Among the entries that follow, how many lines contain the word "shared"? Give the number alone.

•••••

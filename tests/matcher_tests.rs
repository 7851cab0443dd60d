#[cfg(test)]
mod tests {
    use recipe_reconciler::ingredient_matcher::{label_matches, IngredientMatcher, MatchScope};
    use recipe_reconciler::reconcile_model::{KeywordEntry, SpecificationRule};

    fn create_matcher() -> IngredientMatcher {
        IngredientMatcher::new(vec![
            KeywordEntry::new("Tavuk", &["tavuk", "piliç"]),
            KeywordEntry::new("Tavuk Göğsü", &["tavuk göğsü"]),
            KeywordEntry::new("Kırmızı Et", &["dana", "kuzu", "kıyma"]),
            KeywordEntry::new("Sıvı Yağ", &["ayçiçek yağı", "zeytinyağı"]),
        ])
    }

    fn rules() -> Vec<SpecificationRule> {
        vec![
            SpecificationRule::new(1, 1, "Tavuk", 120.0).with_subtype(10),
            SpecificationRule::new(2, 1, "Tavuk Göğsü", 150.0).with_subtype(10),
            SpecificationRule::new(3, 1, "Kırmızı Et", 100.0).with_subtype(20),
            SpecificationRule::new(4, 1, "Sıvı Yağ", 15.0),
            SpecificationRule::new(5, 1, "Un", 20.0),
            SpecificationRule::new(6, 1, "Salça", 10.0),
        ]
    }

    fn scoped(rules: &[SpecificationRule], subtype: i64) -> Vec<&SpecificationRule> {
        rules.iter().filter(|r| r.subtype_id == Some(subtype)).collect()
    }

    #[test]
    fn test_longest_keyword_selects_material_type() {
        let rules = rules();
        let all: Vec<&SpecificationRule> = rules.iter().collect();
        let found = create_matcher()
            .find_rule("Tavuk Göğsü Fileto", &scoped(&rules, 10), &all)
            .unwrap();
        assert_eq!(found.rule.id, 2);
        assert_eq!(found.scope, MatchScope::Subtype);
    }

    #[test]
    fn test_falls_back_to_all_rules() {
        let rules = rules();
        let all: Vec<&SpecificationRule> = rules.iter().collect();
        // Subtype 10 has no red-meat rule, so the full list is searched
        let found = create_matcher()
            .find_rule("dana kuşbaşı", &scoped(&rules, 10), &all)
            .unwrap();
        assert_eq!(found.rule.id, 3);
        assert_eq!(found.scope, MatchScope::Fallback);
    }

    #[test]
    fn test_direct_label_match() {
        let rules = rules();
        let all: Vec<&SpecificationRule> = rules.iter().collect();
        let found = create_matcher()
            .find_rule("domates salça", &scoped(&rules, 10), &all)
            .unwrap();
        assert_eq!(found.rule.id, 6);
        assert_eq!(found.scope, MatchScope::FallbackDirect);
    }

    #[test]
    fn test_short_labels_need_word_boundaries() {
        assert!(label_matches("un", "buğday un"));
        assert!(label_matches("Un", "UN"));
        assert!(!label_matches("un", "tuna balığı"));
        assert!(!label_matches("un", "sucuk"));
        assert!(label_matches("salça", "biber salçası"));

        let rules = rules();
        let all: Vec<&SpecificationRule> = rules.iter().collect();
        assert!(create_matcher().find_rule("tuna balığı", &[], &all).is_none());
    }

    #[test]
    fn test_no_rules_no_match() {
        assert!(create_matcher().find_rule("tavuk", &[], &[]).is_none());
        assert!(create_matcher().find_rule("", &[], &[]).is_none());
    }

    #[test]
    fn test_matching_is_deterministic() {
        let rules = rules();
        let all: Vec<&SpecificationRule> = rules.iter().collect();
        let matcher = create_matcher();
        let first = matcher.find_rule("ayçiçek yağı", &[], &all).map(|m| m.rule.id);
        for _ in 0..5 {
            assert_eq!(matcher.find_rule("ayçiçek yağı", &[], &all).map(|m| m.rule.id), first);
        }
        assert_eq!(first, Some(4));
    }
}
//! End-to-end scenarios against the public API.

use std::time::Duration;

use eventpool::{
    Delivery, EventPool, EventState, PoolError, PoolOptions, PullOptions, Signal, TimeoutStage,
};
use serde_json::json;
use tokio::time::Instant;

async fn wait_for_waiters(pool: &EventPool, recipient: &str, n: usize) {
    while pool.waiting_pulls(recipient) < n {
        tokio::task::yield_now().await;
    }
}

#[tokio::test]
async fn emit_then_pull_resolves_emission() {
    let pool = EventPool::new();

    let emission = pool.emit("a", "ping", vec![]).unwrap();
    let record = pool.pull("a").await.unwrap();

    assert_eq!(record.name(), "ping");
    assert!(record.arguments().is_empty());
    assert_eq!(emission.await.unwrap(), Delivery::Pulled);
}

#[tokio::test(start_paused = true)]
async fn pull_on_silent_recipient_times_out() {
    let pool = EventPool::new();
    let start = Instant::now();

    let err = pool
        .pull_with(
            "x",
            PullOptions::default().with_timeout(Some(Duration::from_millis(100))),
        )
        .await
        .unwrap_err();

    assert!(err.is_timeout());
    assert!(matches!(
        err,
        PoolError::Timeout {
            stage: TimeoutStage::Pull,
            ..
        }
    ));
    assert!(start.elapsed() >= Duration::from_millis(100));
}

#[tokio::test]
async fn sequential_pulls_follow_emit_order() {
    let pool = EventPool::new();
    pool.emit("shared", "first", vec![]).unwrap();
    pool.emit("shared", "second", vec![]).unwrap();

    assert_eq!(pool.pull("shared").await.unwrap().name(), "first");
    assert_eq!(pool.pull("shared").await.unwrap().name(), "second");
}

#[tokio::test]
async fn second_emit_over_capacity_is_rejected() {
    let pool = EventPool::with_options(PoolOptions::default().with_max_pending_events(Some(1)));

    pool.emit("r", "a", vec![]).unwrap();
    let err = pool.emit("r", "b", vec![]).unwrap_err();

    assert!(err.is_capacity_exceeded());
    assert_eq!(err.to_string(), "pending queue for recipient 'r' is full (limit 1)");

    // Pulling frees the slot again
    pool.pull("r").await.unwrap();
    pool.emit("r", "b", vec![]).unwrap();
}

#[tokio::test]
async fn worker_loop_reports_results_to_emitters() {
    let pool = EventPool::new();

    let worker = tokio::spawn({
        let pool = pool.clone();
        async move {
            for _ in 0..3 {
                let record = pool.pull("doubler").await.unwrap();
                let n = record.arguments()[0].as_i64().unwrap();
                if n < 0 {
                    record.signal(Signal::Failed("negative input".into()));
                } else {
                    record.signal(Signal::Handled(Some(json!(n * 2))));
                }
            }
        }
    });

    let a = pool.emit_and_wait("doubler", "double", vec![json!(2)]).unwrap();
    let b = pool.emit_and_wait("doubler", "double", vec![json!(-1)]).unwrap();
    let c = pool.emit_and_wait("doubler", "double", vec![json!(21)]).unwrap();

    assert_eq!(a.await.unwrap(), Delivery::Handled(Some(json!(4))));
    assert!(matches!(b.await.unwrap_err(), PoolError::Failed { reason, .. } if reason == "negative input"));
    assert_eq!(c.await.unwrap(), Delivery::Handled(Some(json!(42))));

    worker.await.unwrap();
    assert_eq!(pool.active_len("doubler"), 0);
}

#[tokio::test]
async fn many_suspended_pulls_are_served_fifo() {
    let pool = EventPool::new();
    let mut pullers = Vec::new();
    for i in 0..5 {
        let p = pool.clone();
        pullers.push(tokio::spawn(async move { p.pull("fanin").await }));
        wait_for_waiters(&pool, "fanin", i + 1).await;
    }

    for i in 0..5 {
        pool.emit("fanin", format!("job-{i}"), vec![]).unwrap();
    }

    for (i, puller) in pullers.into_iter().enumerate() {
        assert_eq!(puller.await.unwrap().unwrap().name(), format!("job-{i}"));
    }
    assert_eq!(pool.waiting_pulls("fanin"), 0);
}

#[tokio::test(start_paused = true)]
async fn unpulled_event_times_out_for_emitter() {
    let pool = EventPool::with_options(
        PoolOptions::default().with_pending_timeout(Some(Duration::from_millis(250))),
    );

    let emission = pool.emit("nobody", "ping", vec![]).unwrap();
    let record = emission.record().clone();

    let err = emission.await.unwrap_err();

    assert_eq!(
        err,
        PoolError::Timeout {
            stage: TimeoutStage::Pending,
            limit: Duration::from_millis(250),
        }
    );
    assert_eq!(record.state(), EventState::TimedOut(TimeoutStage::Pending));
    assert!(pool.try_pull("nobody").unwrap().is_none());
}

#[tokio::test(start_paused = true)]
async fn slow_handler_times_out_and_late_result_is_ignored() {
    let pool = EventPool::with_options(
        PoolOptions::default().with_handling_timeout(Some(Duration::from_millis(100))),
    );
    let emission = pool.emit_and_wait("slow", "job", vec![]).unwrap();
    let record = pool.pull("slow").await.unwrap();

    tokio::time::advance(Duration::from_millis(150)).await;
    assert!(!record.complete(Some(json!("too late"))));

    let err = emission.await.unwrap_err();
    assert!(matches!(
        err,
        PoolError::Timeout {
            stage: TimeoutStage::Handling,
            ..
        }
    ));
    assert_eq!(pool.active_len("slow"), 0);
}

#[tokio::test]
async fn idle_recipients_can_be_pruned() {
    let pool = EventPool::new();
    for recipient in ["a", "b", "c"] {
        pool.emit(recipient, "ping", vec![]).unwrap();
    }
    pool.pull("a").await.unwrap();
    pool.pull("b").await.unwrap();

    assert_eq!(pool.prune_idle(), 2);
    assert_eq!(pool.recipients(), vec!["c".to_string()]);
}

•••••

Answer space: 4